By the time Knox got to the mortuary, Stuart Croghan was beginning his preliminary examination. Knox scrubbed up, put on greens and lurked in the background. He hated this aspect of the job. It was one of those things you almost, but never quite, got used to. For a while the only sounds were the clink of surgical instruments and Croghan’s commentary murmured into the Dictaphone as he and his assistant, a medical student, worked. In the end Knox couldn’t bear the tension any longer. ‘Has Bond knocked her about recently, in the last couple of days?’ he wanted to know, the uncertainty eating into him.
‘Not in the last day,’ said Croghan. ‘She’s been dead more than twenty-four hours. It looks as if she died sometime in the early hours of Sunday morning. There must have been other trains that drove past without seeing her. And she’s a mess, so it may be impossible to tell whether she’d recently been subjected to a beating. As well as the broken neck that I’m assuming caused her death, there are a whole range of impact injuries from the fall and from being struck by the train.’
Knox had fallen silent.
‘Are you all right?’ Croghan sounded curious. It wasn’t as if Knox hadn’t been through all this before.
‘She rang me on Saturday night and I was supposed to meet her. I think she was going to turn him in, or maybe she just needed help to find somewhere safe she could go. I had other arrangements so I put her off.’
Croghan picked up on his tone of voice. ‘Not your fault, Tony,’ he said, lightly. ‘If she wanted to do it she’d have done it anyway. You think she killed herself because you stood her up? There were other reasons.’
‘I’ll never know now though, will I? Cause of death?’
‘I need to do more work, but at first glance, a broken neck and impact injuries, multiple fractures, would be enough to do the job. But you’re right, there are other, older injuries.’
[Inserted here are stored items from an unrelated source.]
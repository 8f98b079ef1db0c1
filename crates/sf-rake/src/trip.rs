//! Trips and their time and cost breakdowns.

use chrono::NaiveDateTime;

use sf_core::calendar::hours;
use sf_core::{LocationId, Material, RakeId, SimRng, round2};
use sf_network::Network;
use sf_table::TripRow;

use crate::{MaterialRates, TransportParams};

/// Split `quantity` into train loads of `U(lo, hi) × capacity`, the last load
/// taking what remains.  Loads are rounded to two decimals and the rounded
/// value is what gets subtracted, so the loads sum to `quantity` exactly at
/// two-decimal precision.
pub fn split_quantity(
    quantity:      f64,
    capacity:      f64,
    load_fraction: (f64, f64),
    rng:           &mut SimRng,
) -> Vec<f64> {
    let mut loads = Vec::new();
    let mut remaining = round2(quantity);
    while remaining > 0.0 {
        let load = round2((rng.uniform(load_fraction.0, load_fraction.1) * capacity).min(remaining));
        if load <= 0.0 {
            break;
        }
        loads.push(load);
        remaining = round2(remaining - load);
    }
    loads
}

// ── Time and cost ─────────────────────────────────────────────────────────────

/// Hours spent on one trip, unrounded.
#[derive(Copy, Clone, Debug, PartialEq)]
pub struct TripTimes {
    pub base:      f64,
    pub loading:   f64,
    pub unloading: f64,
    pub delay:     f64,
}

impl TripTimes {
    /// Draws, in order: delay, loading jitter, unloading jitter.
    pub fn sample(
        quantity:    f64,
        distance_km: f64,
        rates:       &MaterialRates,
        params:      &TransportParams,
        rng:         &mut SimRng,
    ) -> Self {
        let base = distance_km / params.speed_kmph;
        let delay = rng.uniform(params.delay_hours.0, params.delay_hours.1);
        let loading = quantity * rates.loading_rate * rng.uniform(0.9, 1.1);
        let unloading = quantity * rates.unloading_rate * rng.uniform(0.9, 1.1);
        Self { base, loading, unloading, delay }
    }

    #[inline]
    pub fn total(&self) -> f64 {
        self.base + self.delay + self.loading + self.unloading
    }
}

/// Per-tonne and total trip cost in INR, unrounded.
#[derive(Copy, Clone, Debug, PartialEq)]
pub struct TripCosts {
    pub freight_per_tonne:  f64,
    pub handling_per_tonne: f64,
    pub total:              f64,
}

impl TripCosts {
    /// Handling applies when either end of the trip is a port.
    pub fn sample(
        quantity:    f64,
        distance_km: f64,
        rates:       &MaterialRates,
        via_port:    bool,
        rng:         &mut SimRng,
    ) -> Self {
        let freight_per_tonne = rates.freight_rate * distance_km * rng.uniform(0.95, 1.05);
        let handling_per_tonne =
            if via_port { rates.handling_cost * rng.uniform(0.9, 1.1) } else { 0.0 };
        Self {
            freight_per_tonne,
            handling_per_tonne,
            total: (freight_per_tonne + handling_per_tonne) * quantity,
        }
    }
}

// ── Trip ──────────────────────────────────────────────────────────────────────

/// One rail movement.  Immutable once built.
#[derive(Clone, Debug, PartialEq)]
pub struct Trip {
    pub trip_id:            String,
    pub rake:               RakeId,
    pub rake_number:        u32,
    pub material:           Material,
    pub source:             LocationId,
    pub destination:        LocationId,
    pub quantity:           f64,
    pub distance_km:        f64,
    pub availability_index: f64,
    pub times:              TripTimes,
    pub costs:              TripCosts,
    pub departure:          NaiveDateTime,
    pub deferred:           bool,
}

impl Trip {
    /// Total trip time as recorded, two decimals.
    #[inline]
    pub fn total_hours(&self) -> f64 {
        round2(self.times.total())
    }

    /// `departure + total_hours`.  The rounded total is a whole number of
    /// 36-second steps, so the arrival lands on a whole second.
    #[inline]
    pub fn arrival(&self) -> NaiveDateTime {
        self.departure + hours(self.total_hours())
    }

    pub fn to_row(&self, network: &Network) -> TripRow {
        TripRow {
            trip_id:                 self.trip_id.clone(),
            rake_id:                 self.rake_number,
            material_flow:           self.material.flow(),
            material:                self.material,
            source:                  network.name(self.source).to_owned(),
            destination:             network.name(self.destination).to_owned(),
            quantity_tonnes:         round2(self.quantity),
            distance_km:             round2(self.distance_km),
            rake_availability_index: self.availability_index,
            base_time_h:             round2(self.times.base),
            loading_time_h:          round2(self.times.loading),
            unloading_time_h:        round2(self.times.unloading),
            delay_h:                 round2(self.times.delay),
            total_time_h:            self.total_hours(),
            departure_time:          self.departure,
            arrival_time:            self.arrival(),
            rail_freight_inr_tonne:  round2(self.costs.freight_per_tonne),
            port_handling_inr_tonne: round2(self.costs.handling_per_tonne),
            total_trip_cost_inr:     round2(self.costs.total),
        }
    }
}
//! Scheduled ceilings.
//!
//! The ceiling for a port and material is the tonnage the train log
//! schedules to depart from that port over the whole run.  Raw material
//! received by the port, whether by rail or by policy injection, is recorded
//! against it.  Injections are bounded by what is left, so once the
//! received total reaches the ceiling the port receives nothing but trips.

use sf_core::Material;
use sf_table::TripRow;

/// Ceilings and receipts for one port.
#[derive(Copy, Clone, Debug, Default, PartialEq)]
pub struct CeilingLedger {
    ceiling:  [f64; 3],
    received: [f64; 3],
}

impl CeilingLedger {
    /// Ledger with explicit ceilings and nothing received.
    pub fn new(ceiling: [f64; 3]) -> Self {
        Self { ceiling, received: [0.0; 3] }
    }

    /// Sum of trip quantities leaving `port`, per material.
    pub fn from_trips(port: &str, trips: &[TripRow]) -> Self {
        let mut ceiling = [0.0; 3];
        for t in trips.iter().filter(|t| t.source == port) {
            ceiling[t.material.index()] += t.quantity_tonnes;
        }
        Self::new(ceiling)
    }

    #[inline]
    pub fn ceiling(&self, material: Material) -> f64 {
        self.ceiling[material.index()]
    }

    #[inline]
    pub fn received(&self, material: Material) -> f64 {
        self.received[material.index()]
    }

    /// Tonnage policy may still inject.  Zero once rail arrivals alone
    /// reach the ceiling.
    #[inline]
    pub fn allowance(&self, material: Material) -> f64 {
        (self.ceiling(material) - self.received(material)).max(0.0)
    }

    /// Record a scheduled rail arrival.  Trips are never refused, so this may
    /// take `received` past the ceiling.
    pub fn record_arrival(&mut self, material: Material, quantity: f64) {
        self.received[material.index()] += quantity;
    }

    /// Record a policy injection.  `quantity` must not exceed the allowance.
    pub fn record(&mut self, material: Material, quantity: f64) {
        debug_assert!(quantity <= self.allowance(material) + 1e-6);
        self.received[material.index()] += quantity;
    }
}
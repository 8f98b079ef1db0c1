//! The `RakePool`: per-rake location and availability.
//!
//! # Data layout
//!
//! Struct-of-arrays indexed by `RakeId`, fixed length for the life of a run:
//!
//! | Field          | Meaning                                         |
//! |----------------|-------------------------------------------------|
//! | `numbers`      | public six-digit rake number                    |
//! | `locations`    | where the rake is, or will be once it arrives   |
//! | `available_at` | instant the rake finishes its current trip      |
//!
//! # Assignment policy
//!
//! For a trip leaving `source` at `desired`:
//!
//! 1. a rake at `source` with `available_at ≤ desired`, uniform among ties;
//! 2. else any rake with `available_at ≤ desired`, uniform among ties;
//! 3. else the rake with the earliest `available_at` (lowest slot on ties),
//!    and the departure is deferred to that instant.
//!
//! The availability index is `rakes_free_at_source / pool_size × 10`.

use chrono::NaiveDateTime;
use rand::seq::index;

use sf_core::{LocationId, RakeId, SimRng, round2};
use sf_network::Network;

use crate::{RakeStatus, TransportError, TransportResult};

/// Lowest six-digit rake number.
const FIRST_RAKE_NUMBER: u32 = 100_000;
/// Count of six-digit rake numbers.
const RAKE_NUMBER_SPAN: usize = 900_000;

/// Outcome of [`RakePool::assign`].
#[derive(Copy, Clone, Debug, PartialEq)]
pub struct RakeAssignment {
    pub rake:               RakeId,
    /// Departure after deferral; `≥ desired`.
    pub departure:          NaiveDateTime,
    /// `true` when no rake was free at the desired departure.
    pub deferred:           bool,
    pub availability_index: f64,
}

/// Every rake of a transport run.
#[derive(Clone, Debug)]
pub struct RakePool {
    numbers:      Vec<u32>,
    locations:    Vec<LocationId>,
    available_at: Vec<NaiveDateTime>,
}

impl RakePool {
    /// `size` rakes with distinct random numbers, each at a uniformly random
    /// network location and available from the beginning of time.
    pub fn new(size: usize, network: &Network, rng: &mut SimRng) -> TransportResult<Self> {
        if size == 0 || network.location_count() == 0 {
            return Err(TransportError::EmptyPool);
        }
        if size > RAKE_NUMBER_SPAN {
            return Err(TransportError::InvalidParams(format!(
                "pool of {size} rakes exceeds the {RAKE_NUMBER_SPAN} six-digit rake numbers"
            )));
        }
        let numbers: Vec<u32> = index::sample(rng.inner(), RAKE_NUMBER_SPAN, size)
            .into_iter()
            .map(|i| FIRST_RAKE_NUMBER + i as u32)
            .collect();
        let locations: Vec<LocationId> = (0..size)
            .map(|_| LocationId(rng.gen_range(0..network.location_count()) as u16))
            .collect();
        Ok(Self {
            numbers,
            locations,
            available_at: vec![NaiveDateTime::MIN; size],
        })
    }

    /// Pool with explicit rake positions, all available from the beginning of
    /// time.  Rake numbers are `100000, 100001, …`.
    pub fn with_locations(locations: Vec<LocationId>) -> TransportResult<Self> {
        if locations.is_empty() {
            return Err(TransportError::EmptyPool);
        }
        let size = locations.len();
        Ok(Self {
            numbers: (0..size).map(|i| FIRST_RAKE_NUMBER + i as u32).collect(),
            locations,
            available_at: vec![NaiveDateTime::MIN; size],
        })
    }

    // ── Queries ───────────────────────────────────────────────────────────

    #[inline]
    pub fn len(&self) -> usize {
        self.numbers.len()
    }

    #[inline]
    pub fn is_empty(&self) -> bool {
        self.numbers.is_empty()
    }

    #[inline]
    pub fn number(&self, rake: RakeId) -> u32 {
        self.numbers[rake.index()]
    }

    #[inline]
    pub fn location(&self, rake: RakeId) -> LocationId {
        self.locations[rake.index()]
    }

    #[inline]
    pub fn available_at(&self, rake: RakeId) -> NaiveDateTime {
        self.available_at[rake.index()]
    }

    #[inline]
    pub fn status(&self, rake: RakeId, now: NaiveDateTime) -> RakeStatus {
        RakeStatus::at(self.available_at[rake.index()], now)
    }

    pub fn rake_ids(&self) -> impl Iterator<Item = RakeId> {
        (0..self.numbers.len()).map(|i| RakeId(i as u32))
    }

    /// Rakes free at `now`.
    pub fn available_count(&self, now: NaiveDateTime) -> usize {
        self.available_at.iter().filter(|&&t| t <= now).count()
    }

    // ── Assignment ────────────────────────────────────────────────────────

    /// Pick a rake for a trip leaving `source` at `desired`.  Does not mutate
    /// the pool; follow with [`dispatch`][Self::dispatch].
    pub fn assign(
        &self,
        source:  LocationId,
        desired: NaiveDateTime,
        rng:     &mut SimRng,
    ) -> TransportResult<RakeAssignment> {
        let local: Vec<RakeId> = self
            .rake_ids()
            .filter(|&r| self.locations[r.index()] == source && self.available_at[r.index()] <= desired)
            .collect();
        let availability_index = round2(local.len() as f64 / self.len() as f64 * 10.0);

        if let Some(&rake) = rng.choose(&local) {
            return Ok(RakeAssignment { rake, departure: desired, deferred: false, availability_index });
        }

        let anywhere: Vec<RakeId> = self
            .rake_ids()
            .filter(|&r| self.available_at[r.index()] <= desired)
            .collect();
        if let Some(&rake) = rng.choose(&anywhere) {
            return Ok(RakeAssignment { rake, departure: desired, deferred: false, availability_index });
        }

        let rake = self
            .rake_ids()
            .min_by_key(|&r| self.available_at[r.index()])
            .ok_or(TransportError::EmptyPool)?;
        Ok(RakeAssignment {
            rake,
            departure: self.available_at[rake.index()],
            deferred: true,
            availability_index,
        })
    }

    /// Commit a trip: the rake ends up at `destination`, free from `arrival`.
    ///
    /// This is the only way rake state changes after construction.
    pub fn dispatch(&mut self, rake: RakeId, destination: LocationId, arrival: NaiveDateTime) {
        let i = rake.index();
        debug_assert!(arrival >= self.available_at[i], "rake {rake} dispatched into its own trip");
        self.locations[i] = destination;
        self.available_at[i] = arrival;
    }
}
‘Like I said, she’d been subjected to physical abuse over time.’ Knox clenched and unclenched his fists. Before he left Knox asked: ‘Would she have known anything about it?’
‘I doubt it. The break in her neck is clean and the initial impact of it would have knocked her unconscious straight away. She wouldn’t have felt anything.’
It was small comfort. Knox still
left the mortuary feeling sick. It was a horrible way to choose to die, and now he would have to live with the thought that he might have prevented it. A couple of weeks ago he’d offered Christie a way out, a lifeline. But then when the time had come he’d snatched it away from her, and all for the sake of a shag.
* * *
By the time Knox had driven to the garage that Jimmy Bond owned, the guilt had been displaced by anger and his blood was up. He pulled on to the forecourt, tyres protesting at the abrupt halt.
‘Where’s Bond?’ Bursting onto the forecourt, Knox yelled at an overall-clad youth who trained a jet-wash on the forecourt cars. He gestured towards the glass-fronted showroom. Shoving open the swing door, Knox picked out Bond immediately; smooth and oily today in his designer suit, doing the hard-sell on a second-hand Ford Focus to a young couple. He was bigger than Knox, but the sergeant was stronger and angrier, and Bond barely had time to glance round before he’d been grabbed by the shoulders, spun round and slammed against the wall, an elbow across his throat.
‘What was it this time?’ Knox breathed menacingly, his face inches from Bond’s. ‘Didn’t she cook your steak the way you like it? Or did you get it into your stupid skull that she shopped you? You wouldn’t know loyalty if it jumped up and bit you on the arse, would you? You might think you’ve got away with this, you bastard, but I know the history and one way or another I’ll trace it back to you.’
For several seconds Bond was afraid, but there was something else in his eyes; he was perplexed, too. ‘What’s going on?’ he managed.
‘We’ve found Christie’s body,’ said Knox. ‘That’s what’s going on.’
Bond went slack and the colour drained from his face. ‘What?’
Caught off guard by the reaction, Knox released his grip and Bond slid down against the wall. The young car-buyers had backed away and were making a discreet exit through the swing doors.
‘Bit of a stunner, eh, Jimmy?’ Knox went on, gasping for breath. ‘See what you did to her.’
‘I don’t know what you’re talking about. Christie and me broke up.’